5.4 If the Client desires to amend modify, enhance or change any part of the Proposal any time during the term of the Contract the Client shall send to Search Logic a request giving details of the proposed changes, modifications, enhancements or amendments (as appropriate). Search Logic shall then notify the Client by way of a change control note setting out the terms upon which it will implement the amendments, modifications, enhancements or changes (as appropriate) and the additional charge.
5.5 If the parties agree a change control note it shall be treated as an amendment to this Contract. A change control note shall be of no effect unless agreed in writing which for the purposes of this clause only shall be satisfied if by electronic communication the Client sends and Search Logic receives a message agreeing the conditions proposed by Search Logic in the change control note to carry out the required amendment, modification, enhancement or change (as appropriate).
6. LIABILITY AND WARRANTY
6.1 Subject to Clause 6.2 below, Search Logic’s liability for any loss or damage direct or otherwise and howsoever caused whether in tort (including negligence) or contract or otherwise shall not exceed the amount invoiced by Search Logic to the Client hereunder.
6.2 Search Logic shall not be liable to the Client for any consequential loss or damage.
6.3 Search Logic shall not be liable to the client for any works delivered that have not been queried within 10 days of delivery.
6.4 When instructions or advice are given or received orally by Search Logic, Search Logic shall have no liability to Client for any misunderstanding or misrepresentation which may arise in relation thereto except in relation to fraudulent misrepresentations.
6.5 Search Logic shall have no liability to the Client in respect of the Materials. On completion of the Works the Client agrees to collect the Materials within 2 months of completion of the works, failing which, Search Logic may dispose of them on giving the Client 14 days notice.
6.6 Search Logic’s liability shall be limited to using reasonable skill and care in the supply of the Service. In particular Search Logic shall not, except in the case of gross negligence and wilful or deliberate act, be liable for:
6.6.1 any loss or damage caused by it being given access to the Client’s computer systems (which shall only be required where necessary) including without limitation any remote servers to which it has access or stores data or any unauthorised access to or use of the same including without limitation for any misuse of any passwords, logins or accounts of the Client,
6.6.2 any interference in or modification of the Service or the Client’s web site by the Client or any third party or the consequences thereof, remedy of which shall be as a Change.
6.6.3 any action rising, directly or indirectly, as a result of use of content as reference material.
6.6.4 Search Logic undertakes to provide the Service with reasonable skill and care, however Search Logic cannot give any warranty or representation as to positions within search engines or page rank scores due to the operation of such being out of its control. Search Logic cannot be held responsible for any changes to search engine ranking algorithms which may deliver a detrimental impact on existing clients online marketing results.
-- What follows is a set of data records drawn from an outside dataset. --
//! Route table and authentication guards for the app shell.
//!
//! Routing is split in two halves.  This module is the pure half: it turns a
//! URL-style path into a [`Route`] and decides, given the current
//! [`AuthPhase`], whether that route renders or redirects.  The stateful half
//! (mounting and unmounting views) lives in the client crate's `AppShell`.
//!
//! # Guards
//!
//! | Route        | NeedsPairing          | Authenticated          |
//! |--------------|-----------------------|------------------------|
//! | `/`          | redirect `/pairing`   | redirect `/dashboard`  |
//! | `/dashboard` | redirect `/pairing`   | render                 |
//! | `/pairing`   | render                | redirect `/`           |
//! | others       | render                | render                 |

use std::fmt;

/// The two states of the routing state machine.
#[derive(Debug, Clone, Copy, PartialEq, Eq)]
pub enum AuthPhase {
    NeedsPairing,
    Authenticated,
}

impl AuthPhase {
    /// Derives the phase from whether a session credential exists.
    pub fn from_credential_present(present: bool) -> Self {
        if present {
            AuthPhase::Authenticated
        } else {
            AuthPhase::NeedsPairing
        }
    }
}

/// Every path the shell knows about.
#[derive(Debug, Clone, PartialEq, Eq)]
pub enum Route {
    Index,
    Dashboard,
    Pairing,
    Scan,
    ScanNew,
    ScanHistory,
    Printer,
    Package,
    NotFound(String),
}

/// Outcome of resolving a route against the current phase.
#[derive(Debug, Clone, PartialEq, Eq)]
pub enum Navigation {
    Render(Route),
    Redirect(Route),
}

impl Route {
    /// Parses a path.  Trailing slashes, query strings and fragments are
    /// ignored; an empty path is the index.
    pub fn parse(path: &str) -> Self {
        let path = path
            .split(['?', '#'])
            .next()
            .unwrap_or_default()
            .trim_end_matches('/');

        match path {
            "" => Route::Index,
            "/dashboard" => Route::Dashboard,
            "/pairing" => Route::Pairing,
            "/scan" => Route::Scan,
            "/scan/new" => Route::ScanNew,
            "/scan/history" => Route::ScanHistory,
            "/printer" => Route::Printer,
            "/package" => Route::Package,
            other => Route::NotFound(other.to_string()),
        }
    }

    /// Canonical path of this route.
    pub fn path(&self) -> &str {
        match self {
            Route::Index => "/",
            Route::Dashboard => "/dashboard",
            Route::Pairing => "/pairing",
            Route::Scan => "/scan",
            Route::ScanNew => "/scan/new",
            Route::ScanHistory => "/scan/history",
            Route::Printer => "/printer",
            Route::Package => "/package",
            Route::NotFound(p) => p,
        }
    }

    /// Title shown for routes that only render a placeholder page.
    pub fn placeholder_title(&self) -> Option<&'static str> {
        match self {
            Route::Scan => Some("Scan"),
            Route::ScanNew => Some("New scan"),
            Route::ScanHistory => Some("Scan history"),
            Route::Printer => Some("Printer"),
            Route::Package => Some("Package"),
            _ => None,
        }
    }

    /// Applies the authentication guards.
    pub fn resolve(self, phase: AuthPhase) -> Navigation {
        match (self, phase) {
            (Route::Index, AuthPhase::NeedsPairing) => Navigation::Redirect(Route::Pairing),
            (Route::Index, AuthPhase::Authenticated) => Navigation::Redirect(Route::Dashboard),
            (Route::Dashboard, AuthPhase::NeedsPairing) => Navigation::Redirect(Route::Pairing),
            (Route::Pairing, AuthPhase::Authenticated) => Navigation::Redirect(Route::Index),
            (route, _) => Navigation::Render(route),
        }
    }
}

impl fmt::Display for Route {
    fn fmt(&self, f: &mut fmt::Formatter<'_>) -> fmt::Result {
        f.write_str(self.path())
    }
}

// ── Sidebar navigation ────────────────────────────────────────────────────────

/// One entry of the sidebar.
#[derive(Debug, Clone, PartialEq, Eq)]
pub struct NavItem {
    pub title: &'static str,
    pub path: &'static str,
    pub children: Vec<NavItem>,
}

impl NavItem {
    fn leaf(title: &'static str, path: &'static str) -> Self {
        Self {
            title,
            path,
            children: Vec::new(),
        }
    }

    /// Whether this item should be highlighted for `current_path`.
    ///
    /// Groups are active for any path under their prefix; leaves only for an
    /// exact match.
    pub fn is_active(&self, current_path: &str) -> bool {
        if self.children.is_empty() {
            current_path == self.path
        } else {
            current_path == self.path || current_path.starts_with(&format!("{}/", self.path))
        }
    }
}

/// The sidebar menu shown by the common layout.
pub fn sidebar() -> Vec<NavItem> {
    vec![
        NavItem::leaf("Home", "/"),
        NavItem {
            title: "Scan",
            path: "/scan",
            children: vec![
                NavItem::leaf("New scan", "/scan/new"),
                NavItem::leaf("Scan history", "/scan/history"),
            ],
        },
        NavItem::leaf("Printer", "/printer"),
        NavItem::leaf("Package", "/package"),
    ]
}

// ── Tests ─────────────────────────────────────────────────────────────────────
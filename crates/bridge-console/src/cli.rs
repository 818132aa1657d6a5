//! Command-line interface.
//!
//! Every option can also be given through an environment variable.  Options
//! that correspond to a config file field override that field; everything
//! else comes from `config.toml` (or the built-in defaults).

use std::path::PathBuf;

use anyhow::Context;
use bridge_client::infrastructure::storage::config::{
    load_config, load_config_from, ClientConfig, ConfigError,
};
use bridge_client::infrastructure::storage::credentials::FileCredentialStorage;
use clap::{Parser, Subcommand};

#[derive(Debug, Parser)]
#[command(
    name = "bridge-console",
    about = "Pair with and operate the local printer/scanner bridge",
    version
)]
pub struct Cli {
    /// Base URL of the bridge app (overrides `[api] base_url`).
    #[arg(long, env = "BRIDGE_API_URL")]
    pub api_url: Option<String>,

    /// Config file to read instead of the platform default.
    #[arg(long, env = "BRIDGE_CONFIG")]
    pub config: Option<PathBuf>,

    /// Where the session token is stored.
    #[arg(long, env = "BRIDGE_SESSION_FILE")]
    pub session_file: Option<PathBuf>,

    /// Log level when `RUST_LOG` is not set (overrides `[logging] level`).
    #[arg(long, env = "BRIDGE_LOG_LEVEL")]
    pub log_level: Option<String>,

    #[command(subcommand)]
    pub command: Option<Command>,
}

#[derive(Debug, Clone, PartialEq, Eq, Subcommand)]
pub enum Command {
    /// Interactive shell (the default).
    Shell,
    /// Pair this computer with the bridge.
    Pair {
        #[command(subcommand)]
        action: PairCommand,
    },
    /// Forget the stored session.
    Logout,
    /// Print a text label.
    Print { text: String },
    /// Ask the scanner for a scan.
    Scan,
    /// Show printer and scanner readiness.
    Status,
}

#[derive(Debug, Clone, PartialEq, Eq, Subcommand)]
pub enum PairCommand {
    /// Show a fresh pairing code on the bridge screen.
    Request,
    /// Exchange the code shown on the bridge for a session.
    Submit { code: String },
}

impl Cli {
    /// The subcommand to run; `shell` when none was given.
    pub fn command(&self) -> Command {
        self.command.clone().unwrap_or(Command::Shell)
    }

    /// Loads the config file and applies the command-line overrides.
    ///
    /// Without `--config`, a platform with no config directory simply gets
    /// the defaults.
    ///
    /// # Errors
    ///
    /// Fails when the config file exists but cannot be read or parsed.
    pub fn resolve_config(&self) -> anyhow::Result<ClientConfig> {
        let mut config = match &self.config {
            Some(path) => load_config_from(path)
                .with_context(|| format!("failed to load config from {}", path.display()))?,
            None => match load_config() {
                Ok(config) => config,
                Err(ConfigError::NoPlatformConfigDir) => ClientConfig::default(),
                Err(e) => return Err(e).context("failed to load config"),
            },
        };

        if let Some(url) = &self.api_url {
            config.api.base_url = url.trim_end_matches('/').to_string();
        }
        if let Some(level) = &self.log_level {
            config.logging.level = level.clone();
        }
        config.validate().context("invalid configuration")?;
        Ok(config)
    }

    /// The credential file: `--session-file`, or `session.toml` next to the
    /// config file in the platform config directory.
    pub fn credential_storage(&self) -> anyhow::Result<FileCredentialStorage> {
        match &self.session_file {
            Some(path) => Ok(FileCredentialStorage::new(path.clone())),
            None => FileCredentialStorage::at_default_location()
                .context("could not determine where to store the session; pass --session-file"),
        }
    }
}

// ── Tests ─────────────────────────────────────────────────────────────────────
//! File-backed persistence for the session credential.
//!
//! The credential lives in `session.toml` next to `config.toml`:
//!
//! ```toml
//! bridge_session_token = "3f1c0e..."
//! ```
//!
//! A missing file, a file without the key, or a file that is not valid TOML
//! means "not paired"; the next pairing overwrites it.  Logging out deletes
//! the file.

use std::path::{Path, PathBuf};

use bridge_core::SessionToken;
use serde::{Deserialize, Serialize};
use tracing::{debug, warn};

use super::config::{config_dir, ConfigError};
use crate::application::session::{CredentialStorage, SessionError};

/// File name of the credential file inside the config directory.
pub const SESSION_FILE_NAME: &str = "session.toml";

#[derive(Debug, Default, Serialize, Deserialize)]
struct SessionFile {
    #[serde(default, skip_serializing_if = "Option::is_none")]
    bridge_session_token: Option<String>,
}

/// Stores the credential in a TOML file.
#[derive(Debug, Clone)]
pub struct FileCredentialStorage {
    path: PathBuf,
}

impl FileCredentialStorage {
    pub fn new(path: impl Into<PathBuf>) -> Self {
        Self { path: path.into() }
    }

    /// Storage at `session.toml` in the platform config directory.
    ///
    /// # Errors
    ///
    /// Returns [`ConfigError::NoPlatformConfigDir`] if that directory cannot
    /// be determined.
    pub fn at_default_location() -> Result<Self, ConfigError> {
        Ok(Self::new(config_dir()?.join(SESSION_FILE_NAME)))
    }

    pub fn path(&self) -> &Path {
        &self.path
    }

    fn io_error(&self, source: std::io::Error) -> SessionError {
        SessionError::Storage(Box::new(ConfigError::Io {
            path: self.path.clone(),
            source,
        }))
    }
}

impl CredentialStorage for FileCredentialStorage {
    fn load(&self) -> Result<Option<SessionToken>, SessionError> {
        let content = match std::fs::read_to_string(&self.path) {
            Ok(content) => content,
            Err(e) if e.kind() == std::io::ErrorKind::NotFound => return Ok(None),
            Err(e) => return Err(self.io_error(e)),
        };

        let file: SessionFile = match toml::from_str(&content) {
            Ok(file) => file,
            Err(e) => {
                warn!(path = %self.path.display(), error = %e, "ignoring unreadable session file");
                return Ok(None);
            }
        };

        match file.bridge_session_token.map(SessionToken::new) {
            Some(Ok(token)) => {
                debug!(path = %self.path.display(), token = %token.fingerprint(), "loaded saved session");
                Ok(Some(token))
            }
            Some(Err(_)) => {
                warn!(path = %self.path.display(), "ignoring blank saved session token");
                Ok(None)
            }
            None => Ok(None),
        }
    }

    fn save(&self, token: &SessionToken) -> Result<(), SessionError> {
        if let Some(dir) = self.path.parent() {
            std::fs::create_dir_all(dir).map_err(|e| self.io_error(e))?;
        }
        let content = toml::to_string(&SessionFile {
            bridge_session_token: Some(token.expose().to_string()),
        })
        .map_err(|e| SessionError::Storage(Box::new(ConfigError::Serialize(e))))?;

        std::fs::write(&self.path, content).map_err(|e| self.io_error(e))
    }

    fn clear(&self) -> Result<(), SessionError> {
        match std::fs::remove_file(&self.path) {
            Ok(()) => Ok(()),
            Err(e) if e.kind() == std::io::ErrorKind::NotFound => Ok(()),
            Err(e) => Err(self.io_error(e)),
        }
    }
}
//! Criterion benchmarks for the hub-protocol codec.
//!
//! Measures encoding, decoding and frame splitting for the messages the hub
//! sends during a scan session.  A batch scan can push one invocation per
//! page in quick succession, so the reader should stay well below a
//! millisecond per record.
//!
//! Run with:
//! ```bash
//! cargo bench --package bridge-core --bench hub_codec_bench
//! ```

use bridge_core::domain::events::{
    BatchScanCompletedPayload, BatchScanProgressPayload, ScanResultPayload,
};
use bridge_core::protocol::{decode_message, encode_message, HubFrameReader, RECORD_SEPARATOR};
use bridge_core::{HubMessage, RealtimeEvent};
use criterion::{black_box, criterion_group, criterion_main, BenchmarkId, Criterion};

// ── Message fixtures ──────────────────────────────────────────────────────────

fn make_invocation(event: RealtimeEvent) -> HubMessage {
    HubMessage::Invocation {
        invocation_id: None,
        target: event.kind().wire_name().to_string(),
        arguments: event.to_arguments(),
    }
}

fn make_single_scan() -> HubMessage {
    make_invocation(RealtimeEvent::SingleScanResult(ScanResultPayload {
        scan_type: "barcode".to_string(),
        content: "4006381333931".to_string(),
    }))
}

fn make_batch_progress() -> HubMessage {
    make_invocation(RealtimeEvent::BatchScanProgress(BatchScanProgressPayload {
        scan_type: "document".to_string(),
        current_page: 7,
        total_pages: 20,
        content: "C:\\Scans\\2024-05-01\\page-0007.png".to_string(),
    }))
}

fn make_batch_completed() -> HubMessage {
    make_invocation(RealtimeEvent::BatchScanCompleted(BatchScanCompletedPayload {
        total_scans: 20,
    }))
}

fn fixtures() -> Vec<(&'static str, HubMessage)> {
    vec![
        ("Ping", HubMessage::Ping),
        ("SingleScanResult", make_single_scan()),
        ("BatchScanProgress", make_batch_progress()),
        ("BatchScanCompleted", make_batch_completed()),
        (
            "Close",
            HubMessage::Close {
                error: Some("server shutting down".to_string()),
                allow_reconnect: true,
            },
        ),
    ]
}

// ── Benchmark groups ──────────────────────────────────────────────────────────

fn bench_encode(c: &mut Criterion) {
    let mut group = c.benchmark_group("encode_message");
    for (name, msg) in fixtures() {
        group.bench_with_input(BenchmarkId::new("msg", name), &msg, |b, msg| {
            b.iter(|| encode_message(black_box(msg)).expect("encode must succeed"))
        });
    }
    group.finish();
}

fn bench_decode(c: &mut Criterion) {
    let mut group = c.benchmark_group("decode_message");
    for (name, msg) in fixtures() {
        let record = encode_message(&msg).expect("encode must succeed for benchmark setup");
        let record = record.trim_end_matches(RECORD_SEPARATOR).to_string();
        group.bench_with_input(BenchmarkId::new("msg", name), &record, |b, record| {
            b.iter(|| decode_message(black_box(record)).expect("decode must succeed"))
        });
    }
    group.finish();
}

/// A 20-page batch delivered as a single frame, split and decoded.
fn bench_reader_batch_frame(c: &mut Criterion) {
    let mut frame = String::new();
    for _ in 0..20 {
        frame.push_str(&encode_message(&make_batch_progress()).expect("encode"));
    }
    frame.push_str(&encode_message(&make_batch_completed()).expect("encode"));

    c.bench_function("reader_batch_frame_21_records", |b| {
        b.iter(|| {
            let mut reader = HubFrameReader::new();
            reader.feed(black_box(&frame));
            let mut count = 0;
            while let Some(msg) = reader.next_message() {
                msg.expect("decode must succeed");
                count += 1;
            }
            count
        })
    });
}

criterion_group!(benches, bench_encode, bench_decode, bench_reader_batch_frame);
criterion_main!(benches);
Search Logic will endeavour to keep abreast of industry changes and change their services accordingly.
6.6.5 Information provided by you, the client, for the purpose of producing work on your behalf, must not knowingly breach any law or regulations or infringe upon or violate the copyright, trademark or other proprietary rights. Information should not be of a confidential nature relating to any third party or violate any right of privacy. You agree to indemnify Search Logic, any employees and agents, from any and all liability, damages, losses, claims, actions, judgments, and costs arising as a result of infringement upon a third party's rights.
7. WEBSITE USAGE
7.1 We want you to enjoy your visit to www.searchlogic.com, but you need to be aware that the following Terms & Conditions govern your access to this Search Logic plc web site.
7.2 General - Although we try to keep our web site up to date, complete and accurate, we make no guarantee or warranty of any kind in this respect, nor do we guarantee that the website is compatible with your hardware and software.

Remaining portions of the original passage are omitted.